Mama selalu pulang larut malam. Tak jarang mengajak teman kencannya ke rumah. Aku selalu berharap salah satu dari lelaki itu adalah orang yang pantas aku panggil ayah. Tak mungkin aku lahir tanpa seorang ayah. Mama akan marah besar kalau aku menanyakan di mana lelaki yang telah menanam benih ke rahimnya. Aku merindukannya. Bentakan Mama membuat aku ciut untuk menanyakan prihal ayah.

Hari-hari berjalan lambat. Aku selalu duduk termangu di depan jendela. Rumah panggung kami persis di tepi Sungai Siak. Mama menyewanya hampir enam bulan yang lalu. Menatap riak Sungai Siak. Pompong mengusik permukaan datar sungai, meriakan air yang berdecah membentur turap sungai. Sesekali terdengar klatson kapal jelatik yang menggetarkan udara, memekakan telinga. Sampan-sampan yang ditambatkan di tepian menari naik turun sealunan imbas pompong yang lalu lalang.

Aku terus menunggu sampai hujan tak lagi menjatuhkan air dari langit. Sudah berapa lama aku menungu di depan jendela aku pun tak tahu.
***

Ada batang besar yang menghimpit tubuhku. Bau aneh yang menusuk. Ini bukan aroma sungai, juga bukan bau asin laut. Aku menggeliat. Benda aneh itu menempel di dadaku. Mengeranyangi, meremas dan membuat mual. Aku terjaga. Berteriak. Dengus nafas birahi. Keparat! Bajingan! Lelaki itu menyeringai dalam gelap. Suara wanita tertawa, terkekeh, lalu seperti ceracau yang kacau.

Tanganku meronta. Karena terkejut, dia merenggangkan tubuhnya dari tubuhku. Kuterjang bagian selangkangnya. Dia mengaduh, melolong kuat dan hilang keseimbangan. Suara ceracau wanita itu meledak menjadi tawa terbahak-bahak. Lelaki bajingan itu tersunggur memegang kemaluannya.

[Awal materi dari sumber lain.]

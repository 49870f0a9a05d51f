//! Dataset classification by sheet-name hint and keyword fingerprint.

use clarity_model::{DEFAULT_SHEET_NAME, DatasetId, DatasetTypeSpec, RawSheet};
use clarity_registry::DatasetRegistry;
use tracing::{debug, warn};

/// A sheet paired with the dataset type it was recognized as.
#[derive(Debug, Clone)]
pub struct ClassifiedSheet<'a> {
    pub sheet: &'a RawSheet,
    pub spec: &'a DatasetTypeSpec,
    /// Later registry entries whose fingerprint also matched.
    pub ambiguous_with: Vec<DatasetId>,
}

impl ClassifiedSheet<'_> {
    pub fn is_ambiguous(&self) -> bool {
        !self.ambiguous_with.is_empty()
    }
}

/// Lower-cased text of the first `rows` rows.
///
/// Cells are joined by a tab and rows by a newline so a keyword never
/// matches across a cell boundary.
pub fn sample_text(sheet: &RawSheet, rows: usize) -> String {
    let mut out = String::new();
    for (i, row) in sheet.rows.iter().take(rows).enumerate() {
        if i > 0 {
            out.push('\n');
        }
        for (j, cell) in row.iter().enumerate() {
            if j > 0 {
                out.push('\t');
            }
            if !cell.is_blank() {
                out.push_str(&cell.to_text());
            }
        }
    }
    out.to_lowercase()
}

/// Fingerprint test: sheet-name hint plus every required keyword.
///
/// `sample` must already be lower-cased. The hint check is skipped for the
/// default single-sheet name used by CSV uploads.
pub fn matches_fingerprint(sheet_name: &str, sample: &str, spec: &DatasetTypeSpec) -> bool {
    if sheet_name != DEFAULT_SHEET_NAME
        && let Some(hint) = spec.sheet_hint_key()
        && !sheet_name.to_lowercase().contains(&hint)
    {
        return false;
    }
    spec.keyword_keys()
        .iter()
        .all(|keyword| sample.contains(keyword.as_str()))
}

/// Returns the first dataset type, in registry order, whose fingerprint
/// matches the sheet.
pub fn classify<'a>(
    sheet: &'a RawSheet,
    registry: &'a DatasetRegistry,
    sample_rows: usize,
) -> Option<ClassifiedSheet<'a>> {
    let sample = sample_text(sheet, sample_rows);
    let mut matches = registry
        .iter()
        .filter(|spec| matches_fingerprint(&sheet.name, &sample, spec));

    let Some(spec) = matches.next() else {
        debug!(sheet = %sheet.name, "no dataset type matched");
        return None;
    };
    let ambiguous_with: Vec<DatasetId> = matches.map(|other| other.id.clone()).collect();
    if !ambiguous_with.is_empty() {
        warn!(
            sheet = %sheet.name,
            dataset = %spec.id,
            also_matched = ?ambiguous_with.iter().map(DatasetId::as_str).collect::<Vec<_>>(),
            "sheet matches more than one dataset type; using the first"
        );
    }
    debug!(sheet = %sheet.name, dataset = %spec.id, "classified sheet");
    Some(ClassifiedSheet {
        sheet,
        spec,
        ambiguous_with,
    })
}

#[cfg(test)]
mod tests {
    use clarity_model::{CanonicalColumn, CellValue, ColumnSynonymMap};

    use super::*;

    fn spec(id: &str, hint: &str, keywords: &[&str]) -> DatasetTypeSpec {
        DatasetTypeSpec {
            id: DatasetId::new(id).unwrap(),
            sheet_hint: hint.to_string(),
            required_keywords: keywords.iter().map(ToString::to_string).collect(),
            table: id.to_string(),
            columns: ColumnSynonymMap::new(vec![
                CanonicalColumn::new("subject_id", vec!["Subject".to_string()]).unwrap(),
            ])
            .unwrap(),
        }
    }

    #[test]
    fn sample_text_is_lowercase_and_cell_separated() {
        let sheet = RawSheet::new(
            "S",
            vec![
                vec![CellValue::from("Subject"), CellValue::Empty, CellValue::Float(1.0)],
                vec![CellValue::from("PD Status")],
            ],
        );
        assert_eq!(sample_text(&sheet, 20), "subject\t\t1.0\npd status");
        assert_eq!(sample_text(&sheet, 1), "subject\t\t1.0");
    }

    #[test]
    fn keywords_do_not_span_cells() {
        let sheet = RawSheet::from_text_rows("Protocol Deviation", vec![vec!["PD", "Status"]]);
        let sample = sample_text(&sheet, 20);
        let pd = spec("pd", "Protocol Deviation", &["PD Status"]);
        assert!(!matches_fingerprint(&sheet.name, &sample, &pd));
    }

    #[test]
    fn sheet_hint_is_case_insensitive_substring() {
        let pd = spec("pd", "Protocol Deviation", &["PD Status"]);
        assert!(matches_fingerprint("Site PROTOCOL DEVIATION log", "pd status", &pd));
        assert!(!matches_fingerprint("Deviations", "pd status", &pd));
    }

    #[test]
    fn default_sheet_name_bypasses_hint() {
        let pd = spec("pd", "Protocol Deviation", &["PD Status"]);
        assert!(matches_fingerprint("Sheet1", "subject\tpd status", &pd));
        assert!(!matches_fingerprint("Sheet1", "subject", &pd));
    }

    #[test]
    fn empty_hint_matches_any_sheet() {
        let any = spec("any", "", &["form"]);
        assert!(matches_fingerprint("Whatever", "form name", &any));
    }
}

“Haha... rasain! Cewek pincang pun kau lahap. Tau rasa...!!! Haha... haha...!”

Aku menerobos gelap, memburu keluar. Air mataku tumpah bersimbah disambut dingin angin malam. Kubenahi bajuku yang koyak. Kumasih mendengar suara tawa wanita itu. Dia itu ibu setan. Anaknya hendak diperkosa dia masih bisa tertawa. Sumpah-serapah lelaki bajingan itu meningkahi tawa Mama.

Kaki telanjangku terus berlari terseok-seok. Tak peduli walau sesekali aku terjerembab dalam lubang berkuah air hujan. Lalu bangkit lagi dan berlari. Sesekali menoleh ke belakang. Takut lelaki srigala itu mengejarku lalu mencabik-cabik tubuhku.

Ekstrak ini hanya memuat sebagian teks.